Supplied data section start

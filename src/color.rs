use std::convert::TryFrom;
use std::fmt;

use iced::Color;
use serde::Deserialize;

#[derive(Clone, Debug, PartialEq)]
pub enum ColorError {
    Empty,
    UnknownFormat(String),
    BadHex(String),
    BadComponent(String),
    ComponentCount { expected: usize, found: usize },
}

impl fmt::Display for ColorError {
    fn fmt(&self, f: &mut fmt::Formatter<'_>) -> fmt::Result {
        match self {
            Self::Empty => write!(f, "empty color string"),
            Self::UnknownFormat(s) => write!(f, "unrecognized color format: {}", s),
            Self::BadHex(s) => write!(f, "invalid hex color: {}", s),
            Self::BadComponent(s) => write!(f, "invalid color component: {}", s),
            Self::ComponentCount { expected, found } => {
                write!(f, "expected {} color components, found {}", expected, found)
            }
        }
    }
}

impl std::error::Error for ColorError {}

/// A color written the way a stylesheet writes it (`#0f172a`,
/// `rgba(125, 211, 252, 0.1)`), validated on deserialization.
#[derive(Clone, Copy, Debug, PartialEq, Deserialize)]
#[serde(try_from = "String")]
pub struct CssColor(pub Color);

impl CssColor {
    pub fn parse(input: &str) -> Result<Self, ColorError> {
        let s = input.trim();
        if s.is_empty() {
            return Err(ColorError::Empty);
        }

        if let Some(hex) = s.strip_prefix('#') {
            return parse_hex(hex).map(CssColor);
        }

        let lower = s.to_ascii_lowercase();
        if let Some(body) = function_body(&lower, "rgba") {
            return parse_rgb(body, 4).map(CssColor);
        }
        if let Some(body) = function_body(&lower, "rgb") {
            return parse_rgb(body, 3).map(CssColor);
        }

        Err(ColorError::UnknownFormat(s.to_string()))
    }
}

impl TryFrom<String> for CssColor {
    type Error = ColorError;

    fn try_from(value: String) -> Result<Self, Self::Error> {
        CssColor::parse(&value)
    }
}

impl From<CssColor> for Color {
    fn from(color: CssColor) -> Self {
        color.0
    }
}

/// Scales the alpha channel, the same way a global alpha multiplies into a
/// stroke color.
pub fn with_opacity(color: Color, opacity: f32) -> Color {
    Color {
        a: color.a * opacity.max(0.0).min(1.0),
        ..color
    }
}

fn function_body<'a>(s: &'a str, name: &str) -> Option<&'a str> {
    s.strip_prefix(name)?
        .trim_start()
        .strip_prefix('(')?
        .strip_suffix(')')
}

fn parse_hex(hex: &str) -> Result<Color, ColorError> {
    let bad = || ColorError::BadHex(format!("#{}", hex));
    if !hex.chars().all(|c| c.is_ascii_hexdigit()) {
        return Err(bad());
    }

    let digits: Vec<u8> = match hex.len() {
        3 | 4 => hex
            .chars()
            .map(|c| {
                let v = c.to_digit(16).unwrap_or(0) as u8;
                v * 16 + v
            })
            .collect(),
        6 | 8 => (0..hex.len())
            .step_by(2)
            .map(|i| u8::from_str_radix(&hex[i..i + 2], 16).map_err(|_| bad()))
            .collect::<Result<_, _>>()?,
        _ => return Err(bad()),
    };

    let alpha = digits.get(3).map(|a| *a as f32 / 255.0).unwrap_or(1.0);
    Ok(Color::from_rgba8(digits[0], digits[1], digits[2], alpha))
}

fn parse_rgb(body: &str, expected: usize) -> Result<Color, ColorError> {
    let parts: Vec<&str> = body.split(',').map(str::trim).collect();
    if parts.len() != expected {
        return Err(ColorError::ComponentCount {
            expected,
            found: parts.len(),
        });
    }

    let channel = |part: &str| -> Result<u8, ColorError> {
        let v: f32 = part
            .parse()
            .map_err(|_| ColorError::BadComponent(part.to_string()))?;
        if !(0.0..=255.0).contains(&v) {
            return Err(ColorError::BadComponent(part.to_string()));
        }
        Ok(v.round() as u8)
    };

    let r = channel(parts[0])?;
    let g = channel(parts[1])?;
    let b = channel(parts[2])?;
    let a = match parts.get(3) {
        Some(part) => {
            let a: f32 = part
                .parse()
                .map_err(|_| ColorError::BadComponent(part.to_string()))?;
            if !(0.0..=1.0).contains(&a) {
                return Err(ColorError::BadComponent(part.to_string()));
            }
            a
        }
        None => 1.0,
    };

    Ok(Color::from_rgba8(r, g, b, a))
}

Supplied data section end

_Assigned task_.
Looking at the records above, return exactly the lines from the line with "A color written" to the line with "pub fn parse(input: &str)", both ends included.

_Answer to the problem_.
/// A color written the way a stylesheet writes it (`#0f172a`,
/// `rgba(125, 211, 252, 0.1)`), validated on deserialization.
#[derive(Clone, Copy, Debug, PartialEq, Deserialize)]
#[serde(try_from = "String")]
pub struct CssColor(pub Color);

impl CssColor {
    pub fn parse(input: &str) -> Result<Self, ColorError> {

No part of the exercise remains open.